ASHLAND —
A South Florida physician is scheduled to be arraigned Tuesday in federal court in Ashland for allegedly engaging in a conspiracy with two men to illegally distribute prescription narcotics in northeastern Kentucky.
Dr. Clara S. Rodriguez-Iznaga’s arraignment is set for 8:30 a.m. before U.S. Magistrate Judge Edward B. Atkins.
Rodriguez-Iznaga and her co-defendants, William James Muldoon Jr. and Jody L. Robinson, all are charged with conspiracy to distribute controlled substance and conspiracy to commit money-laundering. Each could be sentenced to 20 years in prison if convicted.
The indictment in which the three are charged also contains a $2 million forfeiture allegation. According to the government, that represents the approximate value of the property involved in the money-laundering offense, as well as the property that facilitated and/or was the proceeds of the drug trafficking.

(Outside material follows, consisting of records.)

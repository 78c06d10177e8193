//! Batch ingestion of case documents.

use std::io::BufRead;
use std::path::{Path, PathBuf};

use docket_types::Document;
use rayon::prelude::*;
use tracing::debug;

use crate::error::TextStoreError;
use crate::extract::extract_text;

/// One line of a previously written text archive (JSON lines).
#[derive(Debug, Clone, serde::Serialize, serde::Deserialize)]
pub struct ArchiveRow {
    pub id: String,
    pub text: String,
}

/// Ingests source documents and presents them as [`Document`]s.
pub struct DocumentStore;

impl DocumentStore {
    /// Extract text from every path, in parallel. Output length equals
    /// input length and preserves input order; unreadable documents
    /// become empty-text entries.
    pub fn ingest_paths(paths: &[PathBuf]) -> Vec<Document> {
        let docs: Vec<Document> = paths
            .par_iter()
            .map(|p| Document::new(p.display().to_string(), extract_text(p)))
            .collect();
        debug!(count = docs.len(), "ingested documents from paths");
        docs
    }

    /// Re-use previously extracted text without touching the PDFs.
    pub fn ingest_archive_rows(rows: Vec<ArchiveRow>) -> Vec<Document> {
        rows.into_iter()
            .map(|r| Document::new(r.id, r.text))
            .collect()
    }

    /// Read a JSON-lines archive from disk. Unlike per-document text
    /// extraction, a malformed archive is a caller error and is
    /// reported rather than defaulted.
    pub fn read_archive(path: &Path) -> Result<Vec<Document>, TextStoreError> {
        let file = std::fs::File::open(path)
            .map_err(|e| TextStoreError::ArchiveRead(e.to_string()))?;
        let reader = std::io::BufReader::new(file);
        let mut rows = Vec::new();
        for line in reader.lines() {
            let line = line.map_err(|e| TextStoreError::ArchiveRead(e.to_string()))?;
            if line.trim().is_empty() {
                continue;
            }
            rows.push(serde_json::from_str::<ArchiveRow>(&line)?);
        }
        Ok(Self::ingest_archive_rows(rows))
    }

    /// Write documents back out as a JSON-lines archive.
    pub fn write_archive(path: &Path, docs: &[Document]) -> Result<(), TextStoreError> {
        let mut out = String::new();
        for doc in docs {
            let row = ArchiveRow {
                id: doc.id.clone(),
                text: doc.full_text.clone(),
            };
            out.push_str(&serde_json::to_string(&row)?);
            out.push('\n');
        }
        std::fs::write(path, out).map_err(|e| TextStoreError::ArchiveRead(e.to_string()))
    }
}

#[cfg(test)]
mod tests {
    use super::*;
    use pretty_assertions::assert_eq;

    #[test]
    fn archive_rows_become_documents_in_order() {
        let rows = vec![
            ArchiveRow {
                id: "a".into(),
                text: "first\ndoc".into(),
            },
            ArchiveRow {
                id: "b".into(),
                text: "second".into(),
            },
        ];
        let docs = DocumentStore::ingest_archive_rows(rows);
        assert_eq!(docs.len(), 2);
        assert_eq!(docs[0].id, "a");
        assert_eq!(docs[0].flat_text, "first doc");
        assert_eq!(docs[1].id, "b");
    }

    #[test]
    fn ingest_paths_output_len_matches_input_len() {
        let _ = tracing_subscriber::fmt().with_test_writer().try_init();
        let paths = vec![
            PathBuf::from("/nonexistent/one.pdf"),
            PathBuf::from("/nonexistent/two.pdf"),
        ];
        let docs = DocumentStore::ingest_paths(&paths);
        assert_eq!(docs.len(), 2);
        assert!(docs.iter().all(|d| d.is_empty()));
        assert_eq!(docs[0].id, "/nonexistent/one.pdf");
    }

    #[test]
    fn archive_round_trip() {
        let dir = std::env::temp_dir().join("docket-pdf-test-archive");
        std::fs::create_dir_all(&dir).unwrap();
        let path = dir.join("archive.jsonl");
        let docs = vec![
            Document::new("a", "line one\nline two"),
            Document::new("b", ""),
        ];
        DocumentStore::write_archive(&path, &docs).unwrap();
        let back = DocumentStore::read_archive(&path).unwrap();
        assert_eq!(back.len(), 2);
        assert_eq!(back[0].full_text, "line one\nline two");
        assert_eq!(back[1].id, "b");
        std::fs::remove_file(&path).ok();
    }
}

The alleged offenses occurred in 2008 and 2009. According to the indictment, Robinson was at the time the owner of two pain clinics, Florida Global Medical in Plantation and Ohio Pain Relief Center in Portsmouth. Rodriguez-Iznaga worked for Robinson at Florida Global Medical.
Beginning in June 2008 and continuing through September 2009, the defendants allegedly conspired to provide pills to Kentucky residents for distribution in Boyd, Lawrence and Greenup counties, the indictment states.
Robinson and Muldoon have both been arraigned and entered not-guilty pleas. The case is scheduled for trial Nov. 13.
According to the court records, the case against Rodriguez-Iznaga, Robinson and Muldoon is related to the government’s prosecution of William Ossie Lucas, 37, of Kermit, W.Va., who in May was sentenced to 135 months in prison after pleading guilty to conspiracy to distribute oxycodone and conspiracy to launder the money he made from doing so.
Between early 2008 and August 2009, Lucas and his co-defendant, Billy J. Evans, 42, of Kermit, conspired “together and with others” to distribute oxycodone in Boyd, Lawrence, Greenup and Martin counties. During that period, the two made numerous trips to the Plantation, Fla., area to visit pain clinics there.
“The purpose of the visits was to obtain oxycodone from Florida doctors and Florida pharmacies for distribution” in northeastern Kentucky, records state. “Most, if not all, of the visits with the prescribing physicians involved little, if any, examination and were fraudulent.”
Evans also pleaded guilty and was sentenced to 37 months.